It's my pleasure to announce that Matthew Crow is stepping into the Faculty Lounge to sit with us for a spell. Matthew is an assistant professor of history at Hobart and William Smith Colleges. He teaches about the colonial and revolutionary history of the United States, as well as on the intellectual history of the United States and the legal and constitutional history of the United States from its European antecedents to the present. His publications include "History, Politics, and the Self: Jefferson's 'Anas' and Autobiography," in the Blackwell Companion to Thomas Jefferson (Wiley-Blackwell, 2011).

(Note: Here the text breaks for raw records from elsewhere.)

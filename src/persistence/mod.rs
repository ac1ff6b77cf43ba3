//! Save/load of the economy record
//!
//! Features:
//! - Plain text record: `high_score,total_coins,kind,kind,...`
//! - Atomic replace (write tmp, fsync, rename over the save)
//! - Backup rotation (old save → `.bak` before it is replaced)
//! - Missing or malformed records load as a fresh economy

use std::fs::{self, File};
use std::io::{self, Write};
use std::path::{Path, PathBuf};

use crate::economy::EconomyState;
use crate::sim::CharacterKind;

/// Why a record could not be parsed. Never leaves this module as an error:
/// callers always get a usable state.
#[derive(Debug, Clone, PartialEq, Eq, thiserror::Error)]
pub enum RecordError {
    #[error("save record not found")]
    Missing,
    #[error("high score field is not a non-negative integer")]
    BadHighScore,
    #[error("coin field is not a non-negative integer")]
    BadCoins,
}

/// Failure writing the record to disk
#[derive(Debug, thiserror::Error)]
pub enum PersistError {
    #[error("I/O error: {0}")]
    Io(#[from] io::Error),
}

/// Parse a save record. Unknown character tokens are skipped; the default
/// kind is always present in the result.
pub fn parse_record(text: &str) -> Result<EconomyState, RecordError> {
    let mut fields = text.trim().split(',');

    let high_score = fields
        .next()
        .and_then(|f| f.trim().parse::<u64>().ok())
        .ok_or(RecordError::BadHighScore)?;
    let coins = fields
        .next()
        .and_then(|f| f.trim().parse::<u64>().ok())
        .ok_or(RecordError::BadCoins)?;

    let mut state = EconomyState {
        high_score,
        coins,
        ..EconomyState::default()
    };
    for token in fields.map(str::trim).filter(|t| !t.is_empty()) {
        match CharacterKind::from_str(token) {
            Some(kind) => {
                state.owned.insert(kind);
            }
            None => log::warn!("Ignoring unknown character '{}' in save record", token),
        }
    }

    Ok(state)
}

/// Serialize the complete state as one record line
pub fn format_record(state: &EconomyState) -> String {
    let mut record = format!("{},{}", state.high_score, state.coins);
    for kind in &state.owned {
        record.push(',');
        record.push_str(kind.as_str());
    }
    record
}

/// Path of the backup kept next to the save
pub fn backup_path(path: &Path) -> PathBuf {
    sibling(path, ".bak")
}

fn sibling(path: &Path, suffix: &str) -> PathBuf {
    let mut name = path.as_os_str().to_owned();
    name.push(suffix);
    PathBuf::from(name)
}

fn read_record(path: &Path) -> Result<EconomyState, RecordError> {
    let text = fs::read_to_string(path).map_err(|_| RecordError::Missing)?;
    parse_record(&text)
}

/// Load the record. A missing or malformed record gives a fresh economy;
/// the `.bak` copy is never read back.
pub fn load(path: &Path) -> EconomyState {
    match read_record(path) {
        Ok(state) => state,
        Err(RecordError::Missing) => {
            log::info!("No save at {}, starting with a fresh economy", path.display());
            EconomyState::default()
        }
        Err(e) => {
            log::warn!("Save at {} is unreadable, starting fresh: {}", path.display(), e);
            EconomyState::default()
        }
    }
}

/// Replace the save with the complete given state.
///
/// The new record is fully written and synced to a temporary file before it
/// is renamed over the old one, so an interrupted save leaves either the old
/// record or the new one, never a torn write.
pub fn save(path: &Path, state: &EconomyState) -> Result<(), PersistError> {
    if let Some(parent) = path.parent().filter(|p| !p.as_os_str().is_empty()) {
        fs::create_dir_all(parent)?;
    }

    let tmp = sibling(path, ".tmp");
    {
        let mut file = File::create(&tmp)?;
        file.write_all(format_record(state).as_bytes())?;
        file.sync_all()?;
    }

    if path.exists() {
        if let Err(e) = fs::copy(path, backup_path(path)) {
            log::warn!("Could not back up {}: {}", path.display(), e);
        }
    }

    fs::rename(&tmp, path)?;
    log::debug!("Saved economy to {}", path.display());
    Ok(())
}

Matthew was educated at the University of California -- San Diego and took his Ph.D. at UCLA. Cribbing now a little from Matthew's webpage:
I see my research and teaching interests as intertwined- in both I focus on the history of legal and political thought and constitutionalism in the early modern Atlantic world, including the colonial, revolutionary, and early national history of the United States. My current research looks at the history of thought from the standpoint of the history of intellectual practice, with particular (although not exclusive) attention to the figure of Thomas Jefferson. Other interests include the history of empire, the history of historiography, American intellectual history, the history of thought more broadly, and in that vein the writings of Wittgenstein, Arendt and Foucault, and their British and American readers.
I'm delighed to welcome Matthew to the lounge and am very much looking forward to his posts on legal and constitutional history and political theory.